Ta strona została przepisana.
Ogród przy świetle księżyca. — Za parkanem kościół.
Mąż.

Od dnia ślubu mojego spałem snem odrętwiałych, snem żarłoków, snem fabrykanta niemca przy żonie niemce, świat cały jakoś zasnął w około mnie na podobieństwo moje — jeździłem po krewnych, po doktorach, po sklepach, a że dziecię ma się narodzić, myślałem o mamce.

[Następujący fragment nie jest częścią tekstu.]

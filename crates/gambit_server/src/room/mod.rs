//! Password-gated rooms pairing up to two players.
//!
//! Each [`Room`] sits behind its own `tokio::sync::Mutex` (a [`RoomHandle`]).
//! Holding that guard is the only way to read-then-write the room's members,
//! status or embedded game, so operations on one room are serialized while
//! different rooms never contend.

mod registry;

pub use registry::{JoinOutcome, LeaveOutcome, RoomRegistry, SweepReport, SweptRoom};

use crate::error::ErrorCode;
use crate::game::{Color, GameSession, GameState, GameStatus};
use crate::session::PlayerId;
use chrono::{DateTime, Utc};
use serde::{Deserialize, Serialize};
use std::fmt;
use std::sync::Arc;
use std::time::Duration;
use tokio::sync::Mutex;
use uuid::Uuid;

pub const MAX_PLAYERS: usize = 2;
pub const PASSWORD_MIN_CHARS: usize = 3;
pub const PASSWORD_MAX_CHARS: usize = 50;
const ROOM_ID_LEN: usize = 8;

/// Shared handle to a room. The mutex is the room's serialization point.
pub type RoomHandle = Arc<Mutex<Room>>;

/// Short uppercase room code handed out to players.
#[derive(Debug, Clone, PartialEq, Eq, Hash, PartialOrd, Ord, Serialize, Deserialize)]
#[serde(transparent)]
pub struct RoomId(String);

impl RoomId {
    /// Generates a fresh 8-character code.
    pub fn generate() -> Self {
        let simple = Uuid::new_v4().simple().to_string().to_ascii_uppercase();
        Self(simple[..ROOM_ID_LEN].to_string())
    }

    /// Normalizes a client-supplied code (trimmed, uppercased).
    pub fn normalize(raw: &str) -> Self {
        Self(raw.trim().to_ascii_uppercase())
    }

    pub fn as_str(&self) -> &str {
        &self.0
    }
}

impl From<&str> for RoomId {
    fn from(value: &str) -> Self {
        Self(value.to_string())
    }
}

impl fmt::Display for RoomId {
    fn fmt(&self, f: &mut fmt::Formatter<'_>) -> fmt::Result {
        f.write_str(&self.0)
    }
}

#[derive(Debug, Clone, Copy, PartialEq, Eq, Serialize, Deserialize)]
#[serde(rename_all = "lowercase")]
pub enum RoomStatus {
    Waiting,
    Ready,
    Finished,
}

#[derive(Debug, Clone, Copy, PartialEq, Eq, Serialize, Deserialize)]
#[serde(rename_all = "camelCase")]
pub struct RoomMember {
    pub player_id: PlayerId,
    pub color: Color,
}

#[derive(Debug)]
pub struct Room {
    pub id: RoomId,
    password: String,
    pub players: Vec<RoomMember>,
    pub status: RoomStatus,
    pub created_at: DateTime<Utc>,
    pub game: Option<GameSession>,
    /// Set under the room's mutex just before the room leaves the store.
    pub closed: bool,
}

impl Room {
    fn new(id: RoomId, password: String, creator: PlayerId) -> Self {
        Self {
            id,
            password,
            players: vec![RoomMember {
                player_id: creator,
                color: Color::White,
            }],
            status: RoomStatus::Waiting,
            created_at: Utc::now(),
            game: None,
            closed: false,
        }
    }

    pub fn color_of(&self, player_id: PlayerId) -> Option<Color> {
        self.players
            .iter()
            .find(|member| member.player_id == player_id)
            .map(|member| member.color)
    }

    pub fn member(&self, color: Color) -> Option<PlayerId> {
        self.players
            .iter()
            .find(|member| member.color == color)
            .map(|member| member.player_id)
    }

    /// The other member of the room, if any.
    pub fn opponent_of(&self, player_id: PlayerId) -> Option<RoomMember> {
        self.players
            .iter()
            .find(|member| member.player_id != player_id)
            .copied()
    }

    /// Whether the room was created more than `max_age` ago.
    pub fn is_expired(&self, max_age: Duration) -> bool {
        let age = (Utc::now() - self.created_at).to_std().unwrap_or_default();
        age > max_age
    }

    pub fn is_full(&self) -> bool {
        self.players.len() >= MAX_PLAYERS
    }

    pub fn password_matches(&self, supplied: &str) -> bool {
        self.password == supplied.trim()
    }

    pub fn game_state(&self) -> Option<&GameState> {
        self.game.as_ref().map(GameSession::state)
    }

    pub fn is_game_active(&self) -> bool {
        self.game.as_ref().is_some_and(GameSession::is_active)
    }

    /// Derives the status from membership and the embedded game.
    pub fn refresh_status(&mut self) {
        let finished = self
            .game
            .as_ref()
            .is_some_and(|game| game.state().status == GameStatus::Finished);
        self.status = if finished {
            RoomStatus::Finished
        } else if self.is_full() {
            RoomStatus::Ready
        } else {
            RoomStatus::Waiting
        };
    }

    /// Read-only view without the password or the engine.
    pub fn snapshot(&self) -> RoomSnapshot {
        RoomSnapshot {
            id: self.id.clone(),
            players: self.players.clone(),
            status: self.status,
            created_at: self.created_at,
            game_state: self.game_state().cloned(),
        }
    }
}

#[derive(Debug, Clone, PartialEq, Eq, Serialize)]
#[serde(rename_all = "camelCase")]
pub struct RoomSnapshot {
    pub id: RoomId,
    pub players: Vec<RoomMember>,
    pub status: RoomStatus,
    pub created_at: DateTime<Utc>,
    pub game_state: Option<GameState>,
}

#[derive(Debug, Clone, PartialEq, Eq, thiserror::Error)]
pub enum RoomError {
    #[error("{0}")]
    InvalidPassword(String),
    #[error("Room not found")]
    NotFound,
    #[error("Wrong password")]
    WrongPassword,
    #[error("Room is full")]
    Full,
    #[error("Player is already in a room")]
    AlreadyInRoom,
}

impl RoomError {
    pub fn code(&self) -> ErrorCode {
        match self {
            RoomError::InvalidPassword(_) => ErrorCode::InvalidPassword,
            RoomError::NotFound => ErrorCode::RoomNotFound,
            RoomError::WrongPassword => ErrorCode::WrongPassword,
            RoomError::Full => ErrorCode::RoomFull,
            RoomError::AlreadyInRoom => ErrorCode::AlreadyInRoom,
        }
    }
}

/// Validates a room password and returns its trimmed form.
pub fn validate_password(password: Option<&str>) -> Result<String, RoomError> {
    let trimmed = match password.map(str::trim) {
        Some(value) if !value.is_empty() => value,
        _ => return Err(RoomError::InvalidPassword("Password is required".to_string())),
    };

    let length = trimmed.chars().count();
    if length < PASSWORD_MIN_CHARS {
        return Err(RoomError::InvalidPassword(format!(
            "Password must be at least {PASSWORD_MIN_CHARS} characters"
        )));
    }
    if length > PASSWORD_MAX_CHARS {
        return Err(RoomError::InvalidPassword(format!(
            "Password must be at most {PASSWORD_MAX_CHARS} characters"
        )));
    }
    Ok(trimmed.to_string())
}

#[cfg(test)]
mod tests {
    use super::*;

    #[test]
    fn test_password_validation_messages() {
        let message = |input: Option<&str>| validate_password(input).unwrap_err().to_string();

        assert_eq!(message(None), "Password is required");
        assert_eq!(message(Some("  ")), "Password is required");
        assert_eq!(message(Some("ab")), "Password must be at least 3 characters");
        assert_eq!(
            message(Some(&"x".repeat(51))),
            "Password must be at most 50 characters"
        );
        assert_eq!(validate_password(Some(" secret1 ")).unwrap(), "secret1");
        assert_eq!(validate_password(Some(&"x".repeat(50))).unwrap().len(), 50);
    }

    #[test]
    fn test_password_compare_is_trimmed_and_case_sensitive() {
        let room = Room::new(RoomId::generate(), "secret1".to_string(), PlayerId::new());
        assert!(room.password_matches("secret1"));
        assert!(room.password_matches("  secret1\t"));
        assert!(!room.password_matches("Secret1"));
        assert!(!room.password_matches("wrong"));
    }

    #[test]
    fn test_room_id_format() {
        let id = RoomId::generate();
        assert_eq!(id.as_str().len(), 8);
        assert!(id
            .as_str()
            .chars()
            .all(|c| c.is_ascii_digit() || c.is_ascii_uppercase()));
        assert_eq!(RoomId::normalize(" ab12cd34 "), RoomId::from("AB12CD34"));
    }

    #[test]
    fn test_new_room_has_white_creator() {
        let creator = PlayerId::new();
        let room = Room::new(RoomId::generate(), "pw1".to_string(), creator);
        assert_eq!(room.color_of(creator), Some(Color::White));
        assert_eq!(room.status, RoomStatus::Waiting);
        assert!(room.opponent_of(creator).is_none());
        assert!(!room.is_full());
    }
}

(Bije druga na wieży kościoła).

Do mnie, państwa moje dawne, zaludnione, żyjące, garnące się pod myśl moją — słuchające natchnień moich, niegdyś odgłos nocnego- dzwonu był hasłem waszem.

(Chodzi załamuje ręce).

Boże, czyś Ty sam uświęcił związek dwóch ciał; czyś ty sam wyrzekł, że nic ich rozerwać nie zdoła, choć dusze się odepchną od siebie, pójdą każda w swoją stronę, i ciała gdyby dwa trupy zostawią przy sobie.
Znowu jesteś przy mnie — o moja — o moja, zabierz mnie z sobą —jeśliś złudzeniem, jeślim cię wymyślił, a tyś się utworzyła ze mnie i teraz objawiasz się mnie, niechże i ja będę marą, stanę się mgłą i dymem, by zjednoczyć się z tobą.

Dziewica.

Pójdzieszli za mną, w którykolwiek dzień przylecę po ciebie?

Mąż.

O każdej chwili twoim jestem.

Dziewica.

Pamiętaj.

Mąż.

Zostań się — nie rozpraszaj się jako sen. — Jeśliś pięknością nad pięknościami, pomysłem nad wszystkiemi myśli, czemuż nie trwasz dłużej od jednego życzenia, od jednej myśli?